▶ [Work order] Gather every line of the entries that includes the word "NewPortfolioItem".

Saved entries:
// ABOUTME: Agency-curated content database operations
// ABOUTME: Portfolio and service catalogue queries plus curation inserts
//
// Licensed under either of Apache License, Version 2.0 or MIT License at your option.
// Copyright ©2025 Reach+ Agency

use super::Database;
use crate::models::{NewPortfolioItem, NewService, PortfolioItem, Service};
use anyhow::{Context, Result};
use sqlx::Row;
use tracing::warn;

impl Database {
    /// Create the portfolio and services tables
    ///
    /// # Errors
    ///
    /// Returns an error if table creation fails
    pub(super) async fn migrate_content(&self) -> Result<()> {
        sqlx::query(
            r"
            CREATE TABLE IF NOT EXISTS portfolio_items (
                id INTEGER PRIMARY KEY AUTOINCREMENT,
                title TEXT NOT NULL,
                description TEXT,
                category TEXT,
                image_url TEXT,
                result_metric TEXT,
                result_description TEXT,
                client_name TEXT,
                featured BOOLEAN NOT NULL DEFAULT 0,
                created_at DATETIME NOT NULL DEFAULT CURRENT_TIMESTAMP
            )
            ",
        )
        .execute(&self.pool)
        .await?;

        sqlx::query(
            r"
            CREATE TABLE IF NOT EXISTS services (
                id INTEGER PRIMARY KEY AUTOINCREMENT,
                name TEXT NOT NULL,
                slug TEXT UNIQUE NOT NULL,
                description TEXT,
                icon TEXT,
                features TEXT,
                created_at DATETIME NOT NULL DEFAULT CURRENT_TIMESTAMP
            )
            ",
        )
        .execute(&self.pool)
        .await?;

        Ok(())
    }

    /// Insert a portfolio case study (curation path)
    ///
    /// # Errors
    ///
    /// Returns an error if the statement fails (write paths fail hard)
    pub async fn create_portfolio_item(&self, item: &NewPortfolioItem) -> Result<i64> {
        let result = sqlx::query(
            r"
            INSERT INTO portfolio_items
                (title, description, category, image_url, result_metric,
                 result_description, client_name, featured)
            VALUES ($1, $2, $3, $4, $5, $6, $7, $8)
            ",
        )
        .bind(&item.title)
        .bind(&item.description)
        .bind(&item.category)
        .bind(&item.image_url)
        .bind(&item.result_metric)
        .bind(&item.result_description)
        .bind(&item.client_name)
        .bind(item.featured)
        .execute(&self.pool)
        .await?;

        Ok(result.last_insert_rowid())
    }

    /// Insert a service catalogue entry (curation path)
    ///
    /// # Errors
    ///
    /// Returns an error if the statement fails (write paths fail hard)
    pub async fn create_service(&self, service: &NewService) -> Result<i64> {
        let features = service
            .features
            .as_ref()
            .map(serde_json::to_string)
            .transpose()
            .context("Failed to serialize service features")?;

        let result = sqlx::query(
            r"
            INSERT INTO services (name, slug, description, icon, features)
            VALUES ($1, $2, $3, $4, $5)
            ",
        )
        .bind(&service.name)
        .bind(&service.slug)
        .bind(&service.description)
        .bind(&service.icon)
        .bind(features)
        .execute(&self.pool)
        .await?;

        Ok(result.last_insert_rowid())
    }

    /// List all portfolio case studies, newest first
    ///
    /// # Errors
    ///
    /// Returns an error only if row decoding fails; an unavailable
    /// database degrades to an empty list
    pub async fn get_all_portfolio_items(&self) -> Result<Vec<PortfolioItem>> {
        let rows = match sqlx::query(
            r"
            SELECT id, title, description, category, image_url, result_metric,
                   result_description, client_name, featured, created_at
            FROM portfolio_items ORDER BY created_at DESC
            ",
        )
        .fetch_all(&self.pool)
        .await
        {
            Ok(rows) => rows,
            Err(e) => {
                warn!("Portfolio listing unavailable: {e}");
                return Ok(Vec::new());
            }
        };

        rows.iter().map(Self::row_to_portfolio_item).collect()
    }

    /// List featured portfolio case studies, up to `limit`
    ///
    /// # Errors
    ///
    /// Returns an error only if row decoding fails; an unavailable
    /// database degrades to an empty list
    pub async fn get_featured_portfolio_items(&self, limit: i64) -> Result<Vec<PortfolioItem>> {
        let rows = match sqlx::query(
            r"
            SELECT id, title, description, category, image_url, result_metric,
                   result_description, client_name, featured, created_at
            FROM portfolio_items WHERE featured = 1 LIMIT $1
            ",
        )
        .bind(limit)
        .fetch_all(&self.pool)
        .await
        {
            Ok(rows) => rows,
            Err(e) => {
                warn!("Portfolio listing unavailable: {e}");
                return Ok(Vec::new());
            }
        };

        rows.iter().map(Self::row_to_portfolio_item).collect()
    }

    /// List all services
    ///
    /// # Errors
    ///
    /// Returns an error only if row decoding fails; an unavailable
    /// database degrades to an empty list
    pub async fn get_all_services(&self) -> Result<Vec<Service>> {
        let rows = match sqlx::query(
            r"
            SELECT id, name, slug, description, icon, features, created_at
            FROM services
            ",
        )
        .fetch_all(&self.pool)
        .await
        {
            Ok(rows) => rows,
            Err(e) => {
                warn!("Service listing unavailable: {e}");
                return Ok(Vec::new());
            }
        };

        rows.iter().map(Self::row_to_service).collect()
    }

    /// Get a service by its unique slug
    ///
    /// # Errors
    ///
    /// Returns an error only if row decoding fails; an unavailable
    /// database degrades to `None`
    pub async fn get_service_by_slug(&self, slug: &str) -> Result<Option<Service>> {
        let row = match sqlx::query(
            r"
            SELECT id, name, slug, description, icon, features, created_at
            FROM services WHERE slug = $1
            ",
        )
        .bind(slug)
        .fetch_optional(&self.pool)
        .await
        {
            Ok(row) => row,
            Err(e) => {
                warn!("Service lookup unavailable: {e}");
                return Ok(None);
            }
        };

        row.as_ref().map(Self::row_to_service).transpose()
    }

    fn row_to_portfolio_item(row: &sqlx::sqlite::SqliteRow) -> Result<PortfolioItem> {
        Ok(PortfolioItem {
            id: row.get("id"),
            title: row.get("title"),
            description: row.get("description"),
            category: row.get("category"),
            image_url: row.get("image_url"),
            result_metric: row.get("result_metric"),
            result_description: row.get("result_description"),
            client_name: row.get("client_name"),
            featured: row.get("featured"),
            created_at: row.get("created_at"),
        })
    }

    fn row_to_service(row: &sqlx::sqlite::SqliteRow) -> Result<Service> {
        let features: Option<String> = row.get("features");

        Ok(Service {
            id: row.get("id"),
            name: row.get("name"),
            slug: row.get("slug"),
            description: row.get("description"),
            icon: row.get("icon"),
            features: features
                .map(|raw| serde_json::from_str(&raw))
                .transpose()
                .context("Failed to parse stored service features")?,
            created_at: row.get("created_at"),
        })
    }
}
...
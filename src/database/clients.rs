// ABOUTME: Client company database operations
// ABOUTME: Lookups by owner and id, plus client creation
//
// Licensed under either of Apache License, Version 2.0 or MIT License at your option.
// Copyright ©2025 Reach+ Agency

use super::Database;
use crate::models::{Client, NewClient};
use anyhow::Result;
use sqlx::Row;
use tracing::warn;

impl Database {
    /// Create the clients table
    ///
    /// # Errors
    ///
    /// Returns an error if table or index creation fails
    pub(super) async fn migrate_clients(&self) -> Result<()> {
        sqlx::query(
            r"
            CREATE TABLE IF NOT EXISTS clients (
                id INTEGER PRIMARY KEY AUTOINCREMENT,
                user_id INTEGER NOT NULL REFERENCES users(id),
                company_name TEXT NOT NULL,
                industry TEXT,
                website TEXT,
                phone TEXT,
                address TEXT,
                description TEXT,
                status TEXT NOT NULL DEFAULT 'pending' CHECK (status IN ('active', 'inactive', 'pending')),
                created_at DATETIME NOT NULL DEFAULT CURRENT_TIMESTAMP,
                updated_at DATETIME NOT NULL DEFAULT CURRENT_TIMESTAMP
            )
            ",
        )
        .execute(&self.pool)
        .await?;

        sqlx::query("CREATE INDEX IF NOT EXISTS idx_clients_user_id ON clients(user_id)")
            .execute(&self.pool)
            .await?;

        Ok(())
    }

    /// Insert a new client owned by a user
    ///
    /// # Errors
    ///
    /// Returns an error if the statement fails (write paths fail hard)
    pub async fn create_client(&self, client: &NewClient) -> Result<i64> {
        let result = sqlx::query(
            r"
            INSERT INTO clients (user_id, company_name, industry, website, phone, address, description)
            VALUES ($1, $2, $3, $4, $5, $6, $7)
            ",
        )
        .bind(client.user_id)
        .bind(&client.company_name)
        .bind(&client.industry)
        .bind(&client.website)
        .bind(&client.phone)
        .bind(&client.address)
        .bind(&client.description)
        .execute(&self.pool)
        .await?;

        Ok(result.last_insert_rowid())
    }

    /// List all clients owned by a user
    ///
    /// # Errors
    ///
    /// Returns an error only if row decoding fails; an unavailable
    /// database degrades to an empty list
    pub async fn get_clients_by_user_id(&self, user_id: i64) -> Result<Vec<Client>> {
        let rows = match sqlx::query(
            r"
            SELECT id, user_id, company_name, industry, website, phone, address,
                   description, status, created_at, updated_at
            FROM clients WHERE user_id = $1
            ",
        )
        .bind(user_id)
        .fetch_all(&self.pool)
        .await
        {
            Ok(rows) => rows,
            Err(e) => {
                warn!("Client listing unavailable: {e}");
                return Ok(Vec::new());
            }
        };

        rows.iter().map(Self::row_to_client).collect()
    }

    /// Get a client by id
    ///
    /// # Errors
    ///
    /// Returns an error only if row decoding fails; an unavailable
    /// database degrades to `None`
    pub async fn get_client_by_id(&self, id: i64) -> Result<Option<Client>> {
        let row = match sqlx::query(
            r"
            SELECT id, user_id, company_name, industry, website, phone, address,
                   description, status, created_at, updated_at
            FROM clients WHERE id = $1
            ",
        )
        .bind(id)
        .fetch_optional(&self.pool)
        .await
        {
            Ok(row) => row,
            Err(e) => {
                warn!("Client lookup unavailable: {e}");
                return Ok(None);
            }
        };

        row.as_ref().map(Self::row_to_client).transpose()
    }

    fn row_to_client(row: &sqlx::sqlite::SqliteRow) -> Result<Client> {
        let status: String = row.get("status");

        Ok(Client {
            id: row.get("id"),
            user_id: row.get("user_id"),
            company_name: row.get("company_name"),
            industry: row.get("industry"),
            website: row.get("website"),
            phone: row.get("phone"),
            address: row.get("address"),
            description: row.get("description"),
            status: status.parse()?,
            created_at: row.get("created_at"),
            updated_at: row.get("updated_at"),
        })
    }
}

▶ [Completed exercise]
use crate::models::{NewPortfolioItem, NewService, PortfolioItem, Service};
    pub async fn create_portfolio_item(&self, item: &NewPortfolioItem) -> Result<i64> {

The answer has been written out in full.